I wouldn't consider it a satisfactory sex life if my partner didn't orgasm regularly with me. Like some of the others, I feed off her enjoyment way too much to not get that. 

However... If she can't or doesn't want to try, for some reason, it's not the end of the world. And I'm ok with her not having orgasms through PIV. That's only happened a couple of times in over 3 years. But she orgasms often and hard through oral or when using toys during PIV, and I'm fine with that. My STBX would just through PIV, but she was "one and done", and not nearly as much fun. 

C

C
_Posted via Mobile Device_


----------



## TheCuriousWife (Jan 28, 2013)

Wow. I'm happy to see all these replies.

I'm also happy to see all these men that care so much about their woman's orgasm. :smthumbup:

Tall Average Guy

Yes. When things just aren't feeling great for whatever reason or another, I feel pressured to keep trying, and perform, because otherwise I know he will feel bad. When really it has nothing to do with him. 

I will tell him if I want him to change things, or give him direction, but sometimes it just isn't going to happen. 

Like ScarletBegonia's husband he doesn't mind having quickies sometimes and doesn't feel bad then. But if we start off "regular" sex, and I don't have one then it's a failure to him. 

Last night we were having a good ol time, and I got a little too enthusiastic, and he lost it. I couldn't get there after that, because of a mixture of reasons. And when I was trying to assure him he actually said, "I feel like it is a waste to have sex if you don't "get there." What is even the point?"
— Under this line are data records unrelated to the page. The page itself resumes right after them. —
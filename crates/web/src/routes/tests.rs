//! Router tests against in-memory repositories and sessions.

#![allow(clippy::unwrap_used, clippy::expect_used)]

use std::path::PathBuf;
use std::sync::Arc;
use std::time::Duration;

use axum::{
    Router,
    body::{Body, to_bytes},
    http::{HeaderMap, Method, Request, StatusCode, header},
    response::Response,
};
use secrecy::SecretString;
use serde_json::{Value, json};
use tower::ServiceExt;
use tower_sessions::MemoryStore;

use crate::config::{UploadConfig, WebConfig};
use crate::db::memory::{MemoryAdminUserRepository, MemoryContentRepository, MemoryLeadRepository};
use crate::middleware::session_layer;
use crate::services::AuthService;
use crate::state::{AppState, Backends};

const ADMIN_EMAIL: &str = "admin@klyp.travel";
const ADMIN_PASSWORD: &str = "correct horse battery";
const FORM: &str = "application/x-www-form-urlencoded";

struct TestApp {
    router: Router,
    leads: MemoryLeadRepository,
    media: PathBuf,
}

impl TestApp {
    async fn new(name: &str) -> Self {
        let media = std::env::temp_dir().join(format!("klyp-routes-{name}-{}", std::process::id()));
        let config = WebConfig::local(UploadConfig {
            signing_secret: SecretString::from("k7Qz!9vR#2mX$4pL&8nW^6bT*1cY@3hJ"),
            media_dir: media.clone(),
            buckets: vec!["videos".to_owned()],
            max_upload_bytes: 1024,
            url_ttl: Duration::from_secs(60),
        });

        let leads = MemoryLeadRepository::new();
        let admin_users = MemoryAdminUserRepository::new();
        AuthService::new(Arc::new(admin_users.clone()))
            .create_admin(ADMIN_EMAIL, ADMIN_PASSWORD)
            .await
            .unwrap();

        let state = AppState::from_parts(
            config,
            Backends {
                leads: Arc::new(leads.clone()),
                content: Arc::new(MemoryContentRepository::new()),
                admin_users: Arc::new(admin_users),
            },
        );
        let router = crate::app(state, session_layer(MemoryStore::default(), false));

        Self {
            router,
            leads,
            media,
        }
    }

    async fn send(&self, request: Request<Body>) -> Response {
        self.router.clone().oneshot(request).await.unwrap()
    }

    async fn login(&self) -> String {
        let response = self
            .send(form(
                "/admin/login",
                &format!("email={ADMIN_EMAIL}&password=correct+horse+battery"),
                None,
            ))
            .await;
        assert_eq!(response.status(), StatusCode::SEE_OTHER);
        assert_eq!(location(&response), "/admin");
        session_cookie(response.headers()).expect("login sets a session cookie")
    }
}

impl Drop for TestApp {
    fn drop(&mut self) {
        let _ = std::fs::remove_dir_all(&self.media);
    }
}

fn request(method: Method, uri: &str, cookie: Option<&str>) -> axum::http::request::Builder {
    let builder = Request::builder()
        .method(method)
        .uri(uri)
        .header("x-forwarded-for", "203.0.113.7");
    match cookie {
        Some(cookie) => builder.header(header::COOKIE, cookie),
        None => builder,
    }
}

fn get(uri: &str, cookie: Option<&str>) -> Request<Body> {
    request(Method::GET, uri, cookie).body(Body::empty()).unwrap()
}

fn form(uri: &str, body: &str, cookie: Option<&str>) -> Request<Body> {
    request(Method::POST, uri, cookie)
        .header(header::CONTENT_TYPE, FORM)
        .body(Body::from(body.to_owned()))
        .unwrap()
}

fn post_json(uri: &str, body: &Value, cookie: Option<&str>) -> Request<Body> {
    request(Method::POST, uri, cookie)
        .header(header::CONTENT_TYPE, "application/json")
        .body(Body::from(body.to_string()))
        .unwrap()
}

fn session_cookie(headers: &HeaderMap) -> Option<String> {
    headers
        .get_all(header::SET_COOKIE)
        .iter()
        .filter_map(|v| v.to_str().ok())
        .find(|v| v.starts_with("klyp_session="))
        .and_then(|v| v.split(';').next())
        .map(str::to_owned)
}

fn location(response: &Response) -> &str {
    response
        .headers()
        .get(header::LOCATION)
        .and_then(|v| v.to_str().ok())
        .unwrap_or_default()
}

async fn body_text(response: Response) -> String {
    let bytes = to_bytes(response.into_body(), usize::MAX).await.unwrap();
    String::from_utf8(bytes.to_vec()).unwrap()
}

async fn body_json(response: Response) -> Value {
    let bytes = to_bytes(response.into_body(), usize::MAX).await.unwrap();
    serde_json::from_slice(&bytes).unwrap()
}

// =============================================================================
// Landing page and lead capture
// =============================================================================

#[tokio::test]
async fn test_landing_page_renders_default_copy() {
    let app = TestApp::new("landing").await;
    let response = app.send(get("/", None)).await;

    assert_eq!(response.status(), StatusCode::OK);
    assert!(
        response
            .headers()
            .contains_key(header::CONTENT_SECURITY_POLICY)
    );
    let html = body_text(response).await;
    assert!(html.contains("KLYP Workbench"));
    assert!(html.contains("Demo Video Coming Soon"));
    assert!(html.contains(r#"action="/leads""#));
}

#[tokio::test]
async fn test_landing_form_guards_double_submit() {
    let app = TestApp::new("landing-guard").await;
    let html = body_text(app.send(get("/", None)).await).await;

    assert!(html.contains(r#"id="signup-form""#));
    assert!(html.contains(r#"<script src="/static/js/signup.js?v="#));

    let script = std::fs::read_to_string(concat!(
        env!("CARGO_MANIFEST_DIR"),
        "/static/js/signup.js"
    ))
    .unwrap();
    assert!(script.contains(r#"getElementById("signup-form")"#));
    assert!(script.contains("button.disabled = true"));
}

#[tokio::test]
async fn test_valid_lead_creates_one_uncontacted_lead() {
    let app = TestApp::new("lead-valid").await;
    let response = app
        .send(form(
            "/leads",
            "full_name=Ada+Lovelace&email=ada%40example.com&phone=&business=Analytical+Travel\
             &integrations=Amadeus",
            None,
        ))
        .await;

    assert_eq!(response.status(), StatusCode::SEE_OTHER);
    assert_eq!(location(&response), "/?joined=1#founding");
    assert_eq!(app.leads.count().await, 1);

    let stored = crate::db::LeadRepository::list(&app.leads).await.unwrap();
    assert!(!stored[0].contacted);
    assert_eq!(stored[0].phone, None);

    let html = body_text(app.send(get("/?joined=1", None)).await).await;
    assert!(html.contains("be in touch soon."));
}

#[tokio::test]
async fn test_lead_without_business_is_rejected() {
    let app = TestApp::new("lead-missing").await;
    let response = app
        .send(form(
            "/leads",
            "full_name=Ada+Lovelace&email=ada%40example.com&business=+++",
            None,
        ))
        .await;

    assert_eq!(response.status(), StatusCode::UNPROCESSABLE_ENTITY);
    assert_eq!(app.leads.count().await, 0);
    let html = body_text(response).await;
    assert!(html.contains("Please fill in all required fields."));
    assert!(html.contains(r#"value="Ada Lovelace""#));
}

#[tokio::test]
async fn test_lead_with_invalid_email_is_rejected() {
    let app = TestApp::new("lead-email").await;
    let response = app
        .send(form(
            "/leads",
            "full_name=Ada&email=not-an-email&business=Agency",
            None,
        ))
        .await;

    assert_eq!(response.status(), StatusCode::UNPROCESSABLE_ENTITY);
    assert_eq!(app.leads.count().await, 0);
    assert!(
        body_text(response)
            .await
            .contains("Please enter a valid email address.")
    );
}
I don't feel that way at all. I love sex. He had fun, I had fun. I just don't see the waste. :scratchhead: Crazy man.


----------



## TheCuriousWife (Jan 28, 2013)

PBear said:


> I wouldn't consider it a satisfactory sex life if my partner didn't orgasm regularly with me. Like some of the others, I feed off her enjoyment way too much to not get that.
> 
> However... If she can't or doesn't want to try, for some reason, it's not the end of the world. And I'm ok with her not having orgasms through PIV. That's only happened a couple of times in over 3 years. But she orgasms often and hard through oral or when using toys during PIV, and I'm fine with that. My STBX would just through PIV, but she was "one and done", and not nearly as much fun.
> 
> ...


Oh I agree. It would be different if this happened all the time. But I orgasm at least 80%-90% of the time. So it's not a super common occurrence.


----------



## Thunder7 (Jan 2, 2013)

TheCuriousWife said:


> Wow. I'm happy to see all these replies.
> 
> I'm also happy to see all these men that care so much about their woman's orgasm. :smthumbup:
> 
> ...


I will admit, I have not read every post you've made, but I think I understand the crux of the bedroom issues you and your H are going through. But I have to ask, what do you mean by 'a little too enthusiastic'? I'm not being salacious, but you were enjoying yourself too much and he lost interest? I don't think I follow. :scratchhead:


----------



## TheCuriousWife (Jan 28, 2013)

Thunder7 said:


> I will admit, I have not read every post you've made, but I think I understand the crux of the bedroom issues you and your H are going through. But I have to ask, what do you mean by 'a little too enthusiastic'? I'm not being salacious, but you were enjoying yourself too much and he lost interest? I don't think I follow. :scratchhead:


No nothing like that.

I'll try to explain it without TMI. 

He was thrusting, and I got too into it, and thrusted back too much/too hard and he climaxed. Thereby ending our PIV. 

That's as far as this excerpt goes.